Desde que el gobierno estadounidense de Donald Trump implementó un bloqueo casi total a Cuba hace tres meses, la vida se ha vuelto más complicada para muchas mujeres embarazadas en el país. Mauren Echevarría, una joven de 26 años, ha estado recluida en el pabellón de maternidad del hospital Ramón González Coro en La Habana, enfrentando un embarazo complicado marcado por la diabetes gestacional y la hipertensión crónica. Con el parto programado para esta semana, Mauren expresa nerviosismo no solo por su salud, sino también por las crecientes crisis que azotan a la nación, incluida la frecuente falta de electricidad y los apagones generalizados que afectan la atención médica y el acceso a servicios básicos. A pesar de estas adversidades, el personal médico ha brindado un apoyo invaluable, y ella se muestra agradecida por recibir los medicamentos y cuidados necesarios para la salud de su bebé.

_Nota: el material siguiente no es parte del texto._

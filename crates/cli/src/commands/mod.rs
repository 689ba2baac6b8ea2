pub mod config;
pub mod doctor;
pub mod migrate;

use serde::Serialize;

#[derive(Debug, Clone)]
pub struct CommandResult {
    pub exit_code: u8,
    pub output: String,
}

#[derive(Debug, Serialize)]
struct CommandOutcome {
    command: String,
    status: String,
    error_class: Option<String>,
    message: String,
}

impl CommandResult {
    pub fn success(command: &str, message: impl Into<String>) -> Self {
        let payload = CommandOutcome {
            command: command.to_string(),
            status: "ok".to_string(),
            error_class: None,
            message: message.into(),
        };
        Self { exit_code: 0, output: serialize_payload(payload) }
    }

    pub fn failure(
        command: &str,
        error_class: &str,
        message: impl Into<String>,
        exit_code: u8,
    ) -> Self {
        let payload = CommandOutcome {
            command: command.to_string(),
            status: "error".to_string(),
            error_class: Some(error_class.to_string()),
            message: message.into(),
        };
        Self { exit_code, output: serialize_payload(payload) }
    }
}

fn serialize_payload(payload: CommandOutcome) -> String {
    serde_json::to_string(&payload).unwrap_or_else(|error| {
        format!(
            "{{\"command\":\"unknown\",\"status\":\"error\",\"error_class\":\"serialization\",\"message\":\"{}\"}}",
            error.to_string().replace('\\', "\\\\").replace('"', "\\\"")
        )
    })
}

#[cfg(test)]
mod tests {
    use super::CommandResult;

    #[test]
    fn success_outcomes_serialize_as_ok_json() {
        let result = CommandResult::success("migrate", "applied pending migrations");
        assert_eq!(result.exit_code, 0);
        assert!(result.output.contains("\"status\":\"ok\""));
        assert!(result.output.contains("\"command\":\"migrate\""));
    }

    #[test]
    fn failure_outcomes_carry_the_error_class_and_exit_code() {
        let result = CommandResult::failure("doctor", "db_connectivity", "no such file", 4);
        assert_eq!(result.exit_code, 4);
        assert!(result.output.contains("\"error_class\":\"db_connectivity\""));
        assert!(result.output.contains("\"status\":\"error\""));
    }
}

Mientras tanto, otras mujeres en situaciones similares enfrentan desafíos aún mayores. Indira Martínez, con siete meses de embarazo, ha estado lidiando con interrupciones constantes del suministro eléctrico que le impiden preparar comida adecuada para su nutrición y la de su futuro hijo. Vive en un hogar sin electricidad desde hace días, dependiendo de un horno de leña improvisado para cocinar. Aunque mantiene una actitud positiva, las dificultades evidentes comienzan a agotar su resiliencia. Sin poder trabajar debido a su condición y su preocupación por la salud de su bebé, la familia de Indira sobrevive con los ingresos limitados de su esposo, quien trabaja como herrero. La situación de Indira deja claro que no todas las mujeres embarazadas en Cuba cuentan con el mismo nivel de atención y apoyo que Mauren.
La crisis se agudiza aún más con la reciente falta de suministro de petróleo a Cuba tras las sanciones impuestas por el gobierno estadounidense, lo que ha afectado gravemente la capacidad de los hospitales para funcionar. Según informes recientes, el país ha sufrido apagones nacionales que han complicado aún más la atención en salud. La madre de Indira, una enfermera jubilada, se muestra preocupada por la grave falta de alimentos y el alto nivel de estrés que su hija enfrenta. A pesar de que Indira logró superar una infección por chikungunya durante su primer trimestre, su salud sigue siendo frágil, y los médicos aseguran que su bebé está sano, lo cual añade un ligero alivio a su situación desesperante.
Indira, consciente de la escasez de recursos y la falta de ayuda humanitaria que ha llegado a su hogar, expresa su resignación por el futuro de su hija. Con la crisis actual, la dinámica del país ha cambiado drásticamente, y las mujeres como ella sienten que no tienen ningún apoyo. Se preparan para traer al mundo a sus hijos en un ambiente incierto y aterrador. A medida que reflexiona sobre el futuro de su pequeña, que será nombrada Ainoa, Indira se preocupa profundamente por las oportunidades que le ofrecerá Cuba. «No tengo motivos para decirle que tiene un futuro prometedor. La verdad es que no tendrá oportunidades para crecer aquí», afirma con tristeza.
Con la actual crisis de salarios y falta de educación de calidad, la desesperanza se apodera de las nuevas generaciones en Cuba. Indira era técnica en sistemas informáticos antes de dedicarse a la peluquería, mientras que su esposo tuvo que aprender un nuevo oficio tras perder su trabajo como contable. En un país donde la tasa de natalidad es alarmantemente baja y muchos optan por emigrar, la llegada de nuevos bebés, como los de Mauren e Indira, se torna aún más complicada en medio de la falta de expectativas. Estos partos no solo representan el inicio de una nueva vida, sino también un futuro incierto en una Cuba marcada por la crisis y el desamparo, donde la esperanza de un mejor mañana parece cada vez más lejana.